Sleep impacts everything else
Dr. Matthew Walker, former professor of psychiatry at Harvard Medical School, and a professor of neuroscience and psychology at University of California Berkley says it this way: “When sleep is abundant, minds flourish! And when it’s not it’s a sad downward spiral that affects IQ, EQ, learning, memory, health, immune system… literally every body function” (Why We Sleep, p.316)! Every single function of our body, especially a developing teen’s body, is impacted by the quality and quantity of sleep we get.
The correlation of tech to sleep loss isn’t accidental. We’re consuming so much Drool Tech that major companies like Netflix see sleep, not other streaming services like Amazon or Disney+, as their main competition (PC Mag, 2017). They’re not wrong. A 2019 survey of video streaming in the UK found that 1/6 Brits spent 30+ hours a week streaming online content (PC Mag UK, 2019)! With that kind of investment, it’s tough to develop in any other area of life.

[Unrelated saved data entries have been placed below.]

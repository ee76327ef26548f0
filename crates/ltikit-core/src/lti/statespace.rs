//! State-space representation
//!
//! dx = A x + B u, y = C x + D u, with dx the derivative (continuous) or
//! the next state (discrete).

use ndarray::Array2;
use num_complex::Complex64;

use super::{LtiSystem, Timebase};
use crate::constants::EIG_MAX_ITERATIONS;
use crate::error::{shape_str, ControlError, Result};
use crate::math::linalg;

/// State-space model (A, B, C, D)
#[derive(Debug, Clone, PartialEq)]
pub struct StateSpace {
    a: Array2<f64>,
    b: Array2<f64>,
    c: Array2<f64>,
    d: Array2<f64>,
    timebase: Timebase,
}

impl StateSpace {
    /// Create a state-space model, validating matrix shapes
    ///
    /// A must be n x n, B n x m, C p x n and D p x m. A model without
    /// states (n = 0) is a static gain D.
    pub fn new(
        a: Array2<f64>,
        b: Array2<f64>,
        c: Array2<f64>,
        d: Array2<f64>,
        timebase: Timebase,
    ) -> Result<Self> {
        timebase.validate()?;

        let (n, n2) = a.dim();
        if n != n2 {
            return Err(ControlError::IncompatibleShape(format!(
                "A must be square, got {}",
                shape_str(a.dim())
            )));
        }
        if b.nrows() != n {
            return Err(ControlError::IncompatibleShape(format!(
                "B must have {} rows to match A, got {}",
                n,
                shape_str(b.dim())
            )));
        }
        if c.ncols() != n {
            return Err(ControlError::IncompatibleShape(format!(
                "C must have {} columns to match A, got {}",
                n,
                shape_str(c.dim())
            )));
        }
        if d.dim() != (c.nrows(), b.ncols()) {
            return Err(ControlError::IncompatibleShape(format!(
                "D must be {} to match C rows and B columns, got {}",
                shape_str((c.nrows(), b.ncols())),
                shape_str(d.dim())
            )));
        }
        if [&a, &b, &c, &d]
            .iter()
            .any(|m| m.iter().any(|v| !v.is_finite()))
        {
            return Err(ControlError::InvalidArgument(
                "state-space matrices must be finite".to_string(),
            ));
        }

        Ok(Self {
            a,
            b,
            c,
            d,
            timebase,
        })
    }

    /// Create from row-major nested vectors, as a caller would write them by hand
    pub fn from_rows(
        a: &[Vec<f64>],
        b: &[Vec<f64>],
        c: &[Vec<f64>],
        d: &[Vec<f64>],
        timebase: Timebase,
    ) -> Result<Self> {
        Self::new(
            rows_to_array(a, "A")?,
            rows_to_array(b, "B")?,
            rows_to_array(c, "C")?,
            rows_to_array(d, "D")?,
            timebase,
        )
    }

    /// Static gain model without states
    pub fn static_gain(d: Array2<f64>, timebase: Timebase) -> Result<Self> {
        let (p, m) = d.dim();
        Self::new(
            Array2::zeros((0, 0)),
            Array2::zeros((0, m)),
            Array2::zeros((p, 0)),
            d,
            timebase,
        )
    }

    #[inline]
    pub fn a(&self) -> &Array2<f64> {
        &self.a
    }

    #[inline]
    pub fn b(&self) -> &Array2<f64> {
        &self.b
    }

    #[inline]
    pub fn c(&self) -> &Array2<f64> {
        &self.c
    }

    #[inline]
    pub fn d(&self) -> &Array2<f64> {
        &self.d
    }

    /// Number of states (model order)
    #[inline]
    pub fn nstates(&self) -> usize {
        self.a.nrows()
    }

    /// Poles of the model (eigenvalues of A)
    pub fn poles(&self) -> Result<Vec<Complex64>> {
        self.poles_bounded(EIG_MAX_ITERATIONS)
    }

    pub(crate) fn poles_bounded(&self, max_iterations: usize) -> Result<Vec<Complex64>> {
        linalg::eigenvalues(&self.a, max_iterations)
    }

    /// Evaluate C (sI - A)^-1 B + D at a complex point
    pub fn evaluate(&self, s: Complex64) -> Result<Array2<Complex64>> {
        let n = self.nstates();
        let d = self.d.mapv(|v| Complex64::new(v, 0.0));
        if n == 0 {
            return Ok(d);
        }

        let si_a = Array2::from_shape_fn((n, n), |(i, j)| {
            let diag = if i == j { s } else { Complex64::new(0.0, 0.0) };
            diag - self.a[[i, j]]
        });
        let b = self.b.mapv(|v| Complex64::new(v, 0.0));
        let x = linalg::solve_complex(&si_a, &b).ok_or_else(|| {
            ControlError::SingularConversion(format!("sI - A is singular at s = {}", s))
        })?;

        let c = self.c.mapv(|v| Complex64::new(v, 0.0));
        Ok(c.dot(&x) + d)
    }
}

impl LtiSystem for StateSpace {
    fn ninputs(&self) -> usize {
        self.b.ncols()
    }

    fn noutputs(&self) -> usize {
        self.c.nrows()
    }

    fn timebase(&self) -> Timebase {
        self.timebase
    }

    fn freq_eval(&self, w: f64) -> Result<Array2<Complex64>> {
        self.evaluate(self.timebase.frequency_point(w))
    }
}

fn rows_to_array(rows: &[Vec<f64>], name: &str) -> Result<Array2<f64>> {
    let nrows = rows.len();
    let ncols = rows.first().map_or(0, |r| r.len());
    if rows.iter().any(|r| r.len() != ncols) {
        return Err(ControlError::IncompatibleShape(format!(
            "rows of {} have different lengths",
            name
        )));
    }
    let flat: Vec<f64> = rows.iter().flatten().copied().collect();
    Array2::from_shape_vec((nrows, ncols), flat)
        .map_err(|e| ControlError::IncompatibleShape(format!("{}: {}", name, e)))
}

There are major tech companies vying to keep our children awake so they can profit off them, but it goes even a little deeper. Losing even just one hour of sleep can reduce academic performance, decrease a child’s ability to handle stress, and increase focus conditions like ADHD (Nurture Shock, Bronson & Merryman, 2009).
Conclusion: A smartphone is not worth the potential damage to sleep and focus.
If you’re the parent of a teen who is making his or her case for a smartphone, engage them in this conversation. Share this research, and then love them enough to not give them a smartphone. The benefits of smartphones can’t outweigh the intensity of distraction they bring for students.
We can’t be fully present and half-escaped into a world of our own creation. We can’t achieve our full potential when we can’t focus or sleep.